_WORK TO BE COMPLETED_
Retrieve each line that contains the word "UnicodeWidthStr" from the entries below.

_MATERIAL FOR THIS TASK_
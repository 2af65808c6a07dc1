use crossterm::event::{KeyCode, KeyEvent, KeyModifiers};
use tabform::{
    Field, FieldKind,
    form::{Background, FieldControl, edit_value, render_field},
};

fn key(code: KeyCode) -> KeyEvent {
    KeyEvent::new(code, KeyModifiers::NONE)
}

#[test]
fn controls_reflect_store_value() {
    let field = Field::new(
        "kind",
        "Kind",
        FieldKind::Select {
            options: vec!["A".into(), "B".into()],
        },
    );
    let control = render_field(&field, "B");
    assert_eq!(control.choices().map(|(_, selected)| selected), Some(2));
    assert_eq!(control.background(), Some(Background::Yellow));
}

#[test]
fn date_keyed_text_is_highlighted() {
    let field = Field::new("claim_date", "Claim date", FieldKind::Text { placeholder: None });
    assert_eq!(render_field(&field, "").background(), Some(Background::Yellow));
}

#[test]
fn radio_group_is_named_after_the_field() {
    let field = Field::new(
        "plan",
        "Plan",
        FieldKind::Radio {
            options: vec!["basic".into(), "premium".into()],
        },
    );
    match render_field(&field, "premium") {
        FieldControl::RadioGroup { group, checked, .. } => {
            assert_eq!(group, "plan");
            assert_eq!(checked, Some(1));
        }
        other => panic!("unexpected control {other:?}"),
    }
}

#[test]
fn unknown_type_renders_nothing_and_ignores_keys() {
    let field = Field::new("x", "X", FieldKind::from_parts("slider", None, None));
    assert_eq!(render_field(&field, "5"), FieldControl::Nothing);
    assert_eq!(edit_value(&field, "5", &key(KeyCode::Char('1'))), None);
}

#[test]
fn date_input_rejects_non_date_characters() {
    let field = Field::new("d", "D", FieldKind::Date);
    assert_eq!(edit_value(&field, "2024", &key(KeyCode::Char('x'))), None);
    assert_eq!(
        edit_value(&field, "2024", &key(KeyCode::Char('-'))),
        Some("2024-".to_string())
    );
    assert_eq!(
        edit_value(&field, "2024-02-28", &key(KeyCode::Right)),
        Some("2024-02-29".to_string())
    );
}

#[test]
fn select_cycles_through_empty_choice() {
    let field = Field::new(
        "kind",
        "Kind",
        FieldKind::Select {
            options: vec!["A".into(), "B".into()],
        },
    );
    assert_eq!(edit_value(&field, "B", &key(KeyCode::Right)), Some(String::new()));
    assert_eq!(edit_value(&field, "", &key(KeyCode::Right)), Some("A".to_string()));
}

* * *

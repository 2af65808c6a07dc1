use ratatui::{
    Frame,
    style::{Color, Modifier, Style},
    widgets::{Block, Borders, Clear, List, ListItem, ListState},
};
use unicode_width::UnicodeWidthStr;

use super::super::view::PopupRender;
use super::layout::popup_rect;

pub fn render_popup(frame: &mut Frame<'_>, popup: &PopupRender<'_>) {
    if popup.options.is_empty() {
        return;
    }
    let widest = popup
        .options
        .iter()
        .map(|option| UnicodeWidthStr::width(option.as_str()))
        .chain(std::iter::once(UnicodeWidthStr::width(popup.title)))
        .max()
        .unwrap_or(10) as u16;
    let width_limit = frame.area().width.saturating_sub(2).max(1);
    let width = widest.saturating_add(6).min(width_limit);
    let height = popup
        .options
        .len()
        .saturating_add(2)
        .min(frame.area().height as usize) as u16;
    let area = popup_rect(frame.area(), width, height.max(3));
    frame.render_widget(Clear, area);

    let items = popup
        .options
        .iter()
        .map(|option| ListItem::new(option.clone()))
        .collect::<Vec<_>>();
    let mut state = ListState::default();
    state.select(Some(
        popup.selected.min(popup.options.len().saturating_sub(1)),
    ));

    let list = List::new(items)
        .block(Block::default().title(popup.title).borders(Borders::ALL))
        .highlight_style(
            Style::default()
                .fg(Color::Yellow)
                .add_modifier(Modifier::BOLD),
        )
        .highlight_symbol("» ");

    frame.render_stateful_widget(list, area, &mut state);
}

_TASK RESULT_
use unicode_width::UnicodeWidthStr;
        .map(|option| UnicodeWidthStr::width(option.as_str()))
        .chain(std::iter::once(UnicodeWidthStr::width(popup.title)))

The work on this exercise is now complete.